A worker in Australia suffered a work-related injury in October 2000, and subsequent injuries on the job in both February 2001 and January 2002. As a consequence of these workplace accidents, which caused difficulties in his lower extremities including feet and toes, the worker developed a series of health issues including infections and poor blood circulation.

As his condition worsened in the years following, he went through a number of surgical procedures that required amputations, including toes and part of his right leg. Nonetheless, his health continued to decline and kidney failure led to his death in 2010.

Because these issues began as a result of a workplace accident, the workers compensation scheme granted death benefits for surviving dependents. In this particular instance, the worker’s three adult biological children got in touch with Gerard Malouf and Partners in an attempt to make a compensation claim on the benefits.

At this point, we set about trying to establish their dependency status with the Workers Compensation Commission, including statements, legal agreements, accounts and personal letters.

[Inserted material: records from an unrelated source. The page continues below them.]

use cadence_protocol::{
    CompositionOperator, CompositionType, ExecutionOrder, PlanStep, ValidationGate,
};

use crate::error::StructuralError;

/// Order, preview flag and validation gates produced by one operator.
#[derive(Debug, Clone, PartialEq, Eq)]
pub struct Composition {
    pub order: ExecutionOrder,
    pub preview_each: bool,
    pub gates: Vec<ValidationGate>,
}

/// Turns one composition operator over ordered constituents into an
/// execution order. `constituents` are step indices; operator indices point
/// into `constituents`.
pub struct PlanComposer;

impl PlanComposer {
    pub fn compose(
        operator: &CompositionOperator,
        constituents: &[usize],
        steps: &[PlanStep],
    ) -> Result<Composition, StructuralError> {
        let kind = operator.composition_type();
        if constituents.is_empty() {
            return Err(StructuralError::TooFewConstituents {
                composition: kind,
                needed: 1,
                got: 0,
            });
        }
        for &step in constituents {
            if step >= steps.len() {
                return Err(StructuralError::InvalidIndex {
                    composition: kind,
                    index: step,
                    len: steps.len(),
                });
            }
        }
        for index in operator.referenced_indices() {
            if index >= constituents.len() {
                return Err(StructuralError::InvalidIndex {
                    composition: kind,
                    index,
                    len: constituents.len(),
                });
            }
        }

        let composition = match operator {
            CompositionOperator::Sequential { .. } => Composition {
                order: ExecutionOrder::Sequential {
                    order: constituents.to_vec(),
                },
                preview_each: true,
                gates: Vec::new(),
            },
            CompositionOperator::Parallel | CompositionOperator::Concurrent { .. } => Composition {
                order: ExecutionOrder::Parallel {
                    groups: vec![constituents.to_vec()],
                },
                preview_each: false,
                gates: Vec::new(),
            },
            CompositionOperator::Alternative {
                user_choice,
                preference_order,
            } => Composition {
                order: ExecutionOrder::Choice {
                    options: constituents.to_vec(),
                    preference: preference_order
                        .as_ref()
                        .map(|order| order.iter().map(|&i| constituents[i]).collect()),
                    user_choice: *user_choice,
                },
                preview_each: true,
                gates: Vec::new(),
            },
            CompositionOperator::Conditional {
                condition_index,
                action_index,
            } => {
                if condition_index == action_index {
                    return Err(StructuralError::TooFewConstituents {
                        composition: CompositionType::Conditional,
                        needed: 2,
                        got: 1,
                    });
                }
                Composition {
                    order: ExecutionOrder::Conditional {
                        condition: constituents[*condition_index],
                        action: constituents[*action_index],
                    },
                    preview_each: true,
                    gates: Vec::new(),
                }
            }
            CompositionOperator::Contrastive {
                goal_index,
                constraint_indices,
                hard_constraint,
            } => {
                if constraint_indices.is_empty() {
                    return Err(StructuralError::TooFewConstituents {
                        composition: CompositionType::Contrastive,
                        needed: 2,
                        got: 1,
                    });
                }
                let goal = constituents[*goal_index];
                let mut order = vec![goal];
                let mut gates = Vec::with_capacity(constraint_indices.len());
                for &ci in constraint_indices {
                    let constraint_step = constituents[ci];
                    order.push(constraint_step);
                    gates.push(ValidationGate {
                        step: goal,
                        constraint_step,
                        constraint_id: Some(steps[constraint_step].segment.clone()),
                        hard: *hard_constraint,
                    });
                }
                Composition {
                    order: ExecutionOrder::Sequential { order },
                    preview_each: false,
                    gates,
                }
            }
        };

        debug_assert_eq!(composition.preview_each, kind.previews_each_step());
        Ok(composition)
    }
}
use std::fs;
use std::io::{self, Read};
use std::path::Path;

use anyhow::{Context, Result};
use cadence_checker::ConstraintVerifier;
use cadence_planner::rollback;
use cadence_planner::{CompileRequest, DiscourseConfig, PlanCompiler, ReplacementTarget};
use cadence_protocol::{AliasResolver, Constraint, EditDiff, InMemoryHistory};
use serde::de::DeserializeOwned;
use serde::Serialize;
use serde_json::{json, Value};

#[derive(Debug, Clone, Copy, PartialEq, Eq, Serialize)]
#[serde(rename_all = "lowercase")]
pub enum ResponseStatus {
    Ok,
    Error,
}

/// Envelope printed on stdout for every command.
#[derive(Debug, Serialize)]
pub struct CommandResponse {
    pub status: ResponseStatus,
    #[serde(skip_serializing_if = "Option::is_none")]
    pub message: Option<String>,
    #[serde(skip_serializing_if = "Option::is_none")]
    pub data: Option<Value>,
}

impl CommandResponse {
    pub fn ok(data: impl Serialize) -> Result<Self> {
        Ok(Self {
            status: ResponseStatus::Ok,
            message: None,
            data: Some(serde_json::to_value(data).context("Failed to serialize response")?),
        })
    }

    pub fn error(message: impl Into<String>) -> Self {
        Self {
            status: ResponseStatus::Error,
            message: Some(message.into()),
            data: None,
        }
    }

    pub fn is_error(&self) -> bool {
        self.status == ResponseStatus::Error
    }
}

/// Read a JSON document from `path`, or from stdin when `path` is `-`.
pub fn read_json<T: DeserializeOwned>(path: &Path, what: &str) -> Result<T> {
    let raw = if path == Path::new("-") {
        let mut buffer = String::new();
        io::stdin()
            .read_to_string(&mut buffer)
            .with_context(|| format!("Failed to read {what} from stdin"))?;
        if buffer.trim().is_empty() {
            anyhow::bail!("{what} is empty; pass a file path or pipe JSON via stdin");
        }
        buffer
    } else {
        fs::read_to_string(path)
            .with_context(|| format!("Failed to read {what} from {}", path.display()))?
    };
    serde_json::from_str(&raw).with_context(|| format!("Invalid {what} JSON"))
}

pub fn compile(
    config: &DiscourseConfig,
    input: &Path,
    history: Option<&Path>,
    aliases: Option<&Path>,
) -> Result<CommandResponse> {
    let request: CompileRequest = read_json(input, "compile request")?;
    let history: InMemoryHistory = match history {
        Some(path) => read_json(path, "history")?,
        None => InMemoryHistory::new(),
    };
    let resolver = load_aliases(aliases)?;

    log::debug!(
        "Compiling {} segments, {} links",
        request.segments.len(),
        request.links.len()
    );
    let outcome = PlanCompiler::new(config).compile(&request, &history, &resolver)?;
    CommandResponse::ok(&outcome)
}

pub fn check(constraints: &Path, diff: &Path, aliases: Option<&Path>) -> Result<CommandResponse> {
    let constraints: Vec<Constraint> = read_json(constraints, "constraints")?;
    let diff: EditDiff = read_json(diff, "diff")?;
    let resolver = load_aliases(aliases)?;

    let verification = ConstraintVerifier::new(&resolver).verify(&constraints, &diff)?;
    log::info!(
        "Verified {} constraints against {} changes: score {:.2}",
        constraints.len(),
        diff.len(),
        verification.report.overall_score
    );
    CommandResponse::ok(&verification)
}

/// Analyze one replacement. An impossible rollback is reported as an error
/// but still carries the analysis.
pub fn rollback(input: &Path) -> Result<CommandResponse> {
    let target: ReplacementTarget = read_json(input, "replacement target")?;
    let requirement = rollback::analyze(&target);
    let warning = rollback::cascade_warning(&requirement).map(|w| w.message());

    match rollback::require(&target) {
        Ok(_) => CommandResponse::ok(json!({
            "requirement": requirement,
            "warning": warning,
        })),
        Err(err) => Ok(CommandResponse {
            status: ResponseStatus::Error,
            message: Some(err.to_string()),
            data: Some(json!({
                "requirement": requirement,
                "error": err,
                "warning": warning,
            })),
        }),
    }
}

pub fn relations(config: &DiscourseConfig) -> Result<CommandResponse> {
    CommandResponse::ok(config.relations())
}

fn load_aliases(path: Option<&Path>) -> Result<AliasResolver> {
    match path {
        Some(path) => read_json(path, "alias table"),
        None => Ok(AliasResolver::new()),
    }
}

In most cases, benefits would be a spouse first and, failing that, a child of 16 years or younger. However, the claimants’ mother left the family when they were all at a young age, and they were raised by their father, who never remarried.

We were able to settle after a four-hour conciliation process, resulting in the deceased’s adult children being able to claim the benefits they were due.

Read on to learn more about how we at Gerard Malouf and Partners may be able to help you make a similarly successful claim on workers compensation for death

Does workers compensation cover death benefits?

The simple answer to this question is, “Yes,” but there will be a number of factors that impact what those benefits actually end up being.

There are a number of benefits you may be able to claim if a wage earner dies as a result of a work accident, depending on your situation and the nature of the work-related death.

In many cases, you will at least be able to receive a benefit that will cover funeral expenses for the deceased employee, support payments, or a lump sum payment.

Who can get workers compensation death benefits?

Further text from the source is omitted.